In a statement Monday, Mexico’s government described the caravan as “a public demonstration that seeks to draw attention to the migratory phenomenon and the importance of respecting the rights of Central American migrants.”
Mexico said, however, “it is not the responsibility of this government to exercise immigration decisions of the United States or any other nation.”
Reuters reported that some Mexican towns are welcoming the illegal immigrants, offering lodging in town squares and empty warehouses, despite Trump’s call for Mexican authorities to stop them.
The officials have have deployed buses, cars, ambulances and police trucks, but an organizer from Pueblo Sin Fronteras said the help may not be entirely altruistic.
“The authorities want us to leave their cities,” Rodrigo Abeja told Reuters. “They’ve been helping us, in part to speed the massive group out of their jurisdictions.”
In a statement issued March 23, Pueblo sin Fronteras said “Refugee Caravan 2018” is demanding that the U.S. and Mexico “respect our rights as refugees and our right to dignified work to be able to support our families.”
The refugees also demand that the two countries “open the borders because we are as much citizens as the people of the countries where we are and/or travel.”
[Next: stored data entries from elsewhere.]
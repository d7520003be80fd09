use rand::rngs::StdRng;
use rand::SeedableRng;
use std::collections::HashSet;

use stepwise_sssp::geometry::{BoundingBox, Vector2D};
use stepwise_sssp::graph::generators::{lattice_graph, ring_graph, LabelGenerator};
use stepwise_sssp::graph::{Graph, MapGraph, MapVertex, MutableGraph};
use stepwise_sssp::{Error, WeightedEdge};

fn graph_with_one_vertex() -> (MapGraph, MapVertex) {
    let mut graph = MapGraph::new();
    let v1 = MapVertex::new("v1", Vector2D::new(0.0, 0.0), "l1");
    graph.add_vertex(v1.clone()).unwrap();
    (graph, v1)
}

#[test]
fn test_vertex_identity_is_the_key() {
    let a = MapVertex::new("v1", Vector2D::new(0.0, 0.0), "l1");
    let b = MapVertex::new("v1", Vector2D::new(1.0, 2.0), "other");
    let c = MapVertex::new("v2", Vector2D::new(0.0, 0.0), "l1");

    assert_eq!(a, b);
    assert_ne!(a, c);

    let set: HashSet<MapVertex> = [a, b, c].into_iter().collect();
    assert_eq!(set.len(), 2);
}

#[test]
fn test_vertex_lookup_by_key() {
    let (graph, v1) = graph_with_one_vertex();
    let found = graph.get_vertex(&MapVertex::probe("v1")).unwrap();
    assert_eq!(found.label, "l1");
    assert_eq!(found.position, v1.position);
    assert!(graph.get_vertex(&MapVertex::probe("v2")).is_none());
}

#[test]
fn test_vertex_debug_shows_key_and_label() {
    let v = MapVertex::new("k1", Vector2D::new(0.5, 0.5), "A");
    assert_eq!(format!("{:?}", v), "Vertex{key = 'k1', label = 'A'}");
}

#[test]
fn test_adding_equal_key_twice_is_rejected() {
    let (mut graph, _) = graph_with_one_vertex();
    let clash = MapVertex::new("v1", Vector2D::new(9.0, 9.0), "elsewhere");
    assert!(matches!(graph.add_vertex(clash), Err(Error::DuplicateVertex(_))));
}

#[test]
fn test_bounding_box_encloses_points() {
    let points = [
        Vector2D::new(-1.0, 2.0),
        Vector2D::new(3.0, -2.0),
        Vector2D::new(0.0, 0.0),
    ];
    let bounds = BoundingBox::enclosing(&points).unwrap();

    assert_eq!(bounds.lower_left, Vector2D::new(-1.0, -2.0));
    assert_eq!(bounds.upper_right, Vector2D::new(3.0, 2.0));
    assert_eq!(
        BoundingBox::enclosing(&points[2..]),
        Some(BoundingBox::new(Vector2D::default(), Vector2D::default()))
    );
    assert!(BoundingBox::enclosing(std::iter::empty::<&Vector2D>()).is_none());
}

#[test]
fn test_label_sequence() {
    let mut labels = LabelGenerator::new();
    let issued: Vec<String> = (0..LabelGenerator::CAPACITY)
        .map(|_| labels.next_label().unwrap())
        .collect();

    assert_eq!(issued[0], "A");
    assert_eq!(issued[21], "V");
    assert_eq!(issued[22], "X");
    assert_eq!(issued[24], "Z");
    assert_eq!(issued[25], "AA");
    assert_eq!(issued[26], "BA");
    assert_eq!(issued[50], "AB");
    assert_eq!(issued[LabelGenerator::CAPACITY - 1], "ZZ");
    assert!(issued.iter().all(|label| !label.contains('W')));

    let unique: HashSet<&String> = issued.iter().collect();
    assert_eq!(unique.len(), LabelGenerator::CAPACITY);
}

#[test]
fn test_labels_run_out() {
    let mut labels = LabelGenerator::new();
    for _ in 0..LabelGenerator::CAPACITY {
        labels.next_label().unwrap();
    }
    assert!(matches!(labels.next_label(), Err(Error::LabelsExhausted)));
    assert!(matches!(labels.next_label(), Err(Error::LabelsExhausted)));
}

#[test]
fn test_ring_graph_layout() {
    let graph = ring_graph().unwrap();
    assert_eq!(graph.vertex_count(), 8);
    assert_eq!(graph.edge_count(), 13);

    let k1 = graph.get_vertex(&MapVertex::probe("k1")).unwrap();
    let k8 = graph.get_vertex(&MapVertex::probe("k8")).unwrap();
    assert_eq!(k1.label, "A");
    assert_eq!(k8.label, "H");

    let chord = graph
        .get_edge(&MapVertex::probe("k3"), &MapVertex::probe("k1"))
        .unwrap();
    assert_eq!(*chord, WeightedEdge::new(2.0));
    assert!(graph
        .has_edge(&MapVertex::probe("k8"), &MapVertex::probe("k1"))
        .unwrap());
}

#[test]
fn test_lattice_graph_shape() {
    let mut rng = StdRng::seed_from_u64(1);
    let graph = lattice_graph(6, &mut rng).unwrap();

    assert_eq!(graph.vertex_count(), 36);
    // Vertical, horizontal and diagonal edges
    assert_eq!(graph.edge_count(), 30 + 30 + 25);

    for vertex in graph.vertices() {
        for (_, edge) in graph.outgoing_edges(vertex) {
            assert!((1.0..=10.0).contains(&edge.weight));
            assert_eq!(edge.weight.fract(), 0.0);
        }
    }
    assert!(graph
        .has_edge(&MapVertex::probe("2_2"), &MapVertex::probe("3_3"))
        .unwrap());
    assert!(!graph
        .has_edge(&MapVertex::probe("3_3"), &MapVertex::probe("2_2"))
        .unwrap());
}

#[test]
fn test_lattice_graph_positions() {
    let graph = lattice_graph(3, &mut StdRng::seed_from_u64(5)).unwrap();
    let at = |key: &str| graph.get_vertex(&MapVertex::probe(key)).unwrap().position;

    // Rows run top to bottom, columns left to right
    assert_eq!(at("0_0"), Vector2D::new(-0.75, 0.75));
    assert_eq!(at("0_2"), Vector2D::new(0.75, 0.75));
    assert_eq!(at("1_1"), Vector2D::new(0.0, 0.0));
    assert_eq!(at("2_0"), Vector2D::new(-0.75, -0.75));

    let labels: Vec<String> = ["0_0", "0_1", "0_2", "1_0"]
        .iter()
        .map(|key| graph.get_vertex(&MapVertex::probe(*key)).unwrap().label.clone())
        .collect();
    assert_eq!(labels, vec!["A", "B", "C", "D"]);
}

#[test]
fn test_lattice_graph_is_reproducible_from_a_seed() {
    let first = lattice_graph(4, &mut StdRng::seed_from_u64(99)).unwrap();
    let second = lattice_graph(4, &mut StdRng::seed_from_u64(99)).unwrap();

    for vertex in first.vertices() {
        for (target, edge) in first.outgoing_edges(vertex) {
            assert_eq!(second.get_edge(vertex, target).unwrap(), edge);
        }
    }
}

#[test]
fn test_lattice_graph_limits() {
    let single = lattice_graph(1, &mut StdRng::seed_from_u64(0)).unwrap();
    assert_eq!(single.vertex_count(), 1);
    assert_eq!(single.edge_count(), 0);

    assert!(lattice_graph(25, &mut StdRng::seed_from_u64(0)).is_ok());
    assert!(matches!(
        lattice_graph(26, &mut StdRng::seed_from_u64(0)),
        Err(Error::InvalidGraph(_))
    ));
    // n * n does not fit in a usize
    assert!(matches!(
        lattice_graph(1usize << 33, &mut StdRng::seed_from_u64(0)),
        Err(Error::InvalidGraph(_))
    ));
    assert!(matches!(
        lattice_graph(usize::MAX, &mut StdRng::seed_from_u64(0)),
        Err(Error::InvalidGraph(_))
    ));
}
The statement begins: “We are a group of people from different nations, religions, genders, gender expressions, and sexual orientations migrating and seeking refuge. We seek to to become one collective, supporting each other shoulder to shoulder and demonstrating that by uniting we can abolish borders.”
The group also listed a series of demands of Central American countries, including “an end to political corruption” and “an end to violence against women and the LGBTQIA community.”